__MATERIAL PROVIDED__
Segment Open

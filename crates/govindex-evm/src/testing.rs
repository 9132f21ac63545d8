//! In-crate test doubles: a scripted RPC client and a raw log builder.

use std::collections::VecDeque;
use std::sync::Mutex;

use alloy_core::dyn_abi::DynSolValue;
use alloy_primitives::{Address, U256};
use async_trait::async_trait;

use govindex_core::error::IndexerError;
use govindex_core::types::{to_hex_quantity, LogFilter, RawLog};

use crate::abi::event_topic;
use crate::fetcher::EvmRpcClient;

pub const CONTRACT: &str = "0x00000000000000000000000000000000c0ffee01";

/// `EvmRpcClient` serving logs from memory.
pub struct MockRpcClient {
    head: Mutex<u64>,
    logs: Mutex<Vec<RawLog>>,
    failures: Mutex<VecDeque<fn() -> IndexerError>>,
    max_range: Option<u64>,
    requests: Mutex<Vec<(u64, u64)>>,
}

impl MockRpcClient {
    pub fn new(head: u64) -> Self {
        Self {
            head: Mutex::new(head),
            logs: Mutex::new(vec![]),
            failures: Mutex::new(VecDeque::new()),
            max_range: None,
            requests: Mutex::new(vec![]),
        }
    }

    /// Reject `get_logs` spans wider than `blocks` with `RangeTooLarge`.
    pub fn with_max_range(mut self, blocks: u64) -> Self {
        self.max_range = Some(blocks);
        self
    }

    pub fn set_head(&self, head: u64) {
        *self.head.lock().unwrap() = head;
    }

    pub fn push_log(&self, log: RawLog) {
        self.logs.lock().unwrap().push(log);
    }

    /// Fail the next `n` `get_logs` calls with `make()`.
    pub fn fail_next(&self, n: usize, make: fn() -> IndexerError) {
        self.failures.lock().unwrap().extend(std::iter::repeat(make).take(n));
    }

    /// Every `get_logs` range requested so far, failed calls included.
    pub fn requested_ranges(&self) -> Vec<(u64, u64)> {
        self.requests.lock().unwrap().clone()
    }
}

#[async_trait]
impl EvmRpcClient for MockRpcClient {
    async fn block_number(&self) -> Result<u64, IndexerError> {
        Ok(*self.head.lock().unwrap())
    }

    async fn get_logs(
        &self,
        filter: &LogFilter,
        from: u64,
        to: u64,
    ) -> Result<Vec<RawLog>, IndexerError> {
        self.requests.lock().unwrap().push((from, to));
        if let Some(make) = self.failures.lock().unwrap().pop_front() {
            return Err(make());
        }
        if let Some(max) = self.max_range {
            if to - from + 1 > max {
                return Err(IndexerError::RangeTooLarge {
                    from,
                    to,
                    reason: format!("query exceeds {max} blocks"),
                });
            }
        }
        Ok(self
            .logs
            .lock()
            .unwrap()
            .iter()
            .filter(|log| (from..=to).contains(&log.block_number_u64()) && filter.matches(log))
            .cloned()
            .collect())
    }
}

/// Builds `RawLog`s in JSON-RPC hex encoding.
pub struct LogBuilder {
    address: String,
    block: u64,
    log_index: u32,
    tx: Option<String>,
    topics: Vec<String>,
    data: Vec<u8>,
    removed: bool,
}

impl LogBuilder {
    pub fn new(block: u64) -> Self {
        Self {
            address: CONTRACT.to_string(),
            block,
            log_index: 0,
            tx: None,
            topics: vec![],
            data: vec![],
            removed: false,
        }
    }

    pub fn log_index(mut self, log_index: u32) -> Self {
        self.log_index = log_index;
        self
    }

    pub fn tx(mut self, tx: impl Into<String>) -> Self {
        self.tx = Some(tx.into());
        self
    }

    pub fn address(mut self, address: impl Into<String>) -> Self {
        self.address = address.into();
        self
    }

    pub fn removed(mut self) -> Self {
        self.removed = true;
        self
    }

    /// Topic0 from `signature`, then the given indexed topics, with `data`
    /// ABI-encoded as a parameter sequence.
    pub fn event(mut self, signature: &str, indexed: Vec<String>, data: Vec<DynSolValue>) -> Self {
        self.topics = std::iter::once(event_topic(signature)).chain(indexed).collect();
        self.data = DynSolValue::Tuple(data).abi_encode_params();
        self
    }

    pub fn build(self) -> RawLog {
        let tx = self.tx.unwrap_or_else(|| {
            format!("0x{:064x}", self.block * 1_000 + u64::from(self.log_index))
        });
        RawLog {
            address: self.address,
            topics: self.topics,
            data: format!("0x{}", hex::encode(self.data)),
            block_number: to_hex_quantity(self.block),
            block_hash: format!("0x{:064x}", self.block),
            tx_hash: tx,
            log_index: to_hex_quantity(u64::from(self.log_index)),
            removed: self.removed.then_some(true),
        }
    }
}

/// An address as a 32-byte indexed topic.
pub fn address_topic(address: Address) -> String {
    format!("0x{:0>64}", hex::encode(address))
}

/// A `uint256` as a 32-byte indexed topic.
pub fn uint_topic(value: U256) -> String {
    format!("0x{}", hex::encode(value.to_be_bytes::<32>()))
}

pub fn uint(value: u64) -> DynSolValue {
    DynSolValue::Uint(U256::from(value), 256)
}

Segment Closed

__THE TASK__
Looking at the data above, write out exactly the lines that start at the one containing "self.max_range = Some(blocks);" and end at the one containing "self.requests.lock().unwrap().push((from, to));"; include both and nothing beyond.

__SOLUTION TO THIS TASK__
        self.max_range = Some(blocks);
        self
    }

    pub fn set_head(&self, head: u64) {
        *self.head.lock().unwrap() = head;
    }

    pub fn push_log(&self, log: RawLog) {
        self.logs.lock().unwrap().push(log);
    }

    /// Fail the next `n` `get_logs` calls with `make()`.
    pub fn fail_next(&self, n: usize, make: fn() -> IndexerError) {
        self.failures.lock().unwrap().extend(std::iter::repeat(make).take(n));
    }

    /// Every `get_logs` range requested so far, failed calls included.
    pub fn requested_ranges(&self) -> Vec<(u64, u64)> {
        self.requests.lock().unwrap().clone()
    }
}

#[async_trait]
impl EvmRpcClient for MockRpcClient {
    async fn block_number(&self) -> Result<u64, IndexerError> {
        Ok(*self.head.lock().unwrap())
    }

    async fn get_logs(
        &self,
        filter: &LogFilter,
        from: u64,
        to: u64,
    ) -> Result<Vec<RawLog>, IndexerError> {
        self.requests.lock().unwrap().push((from, to));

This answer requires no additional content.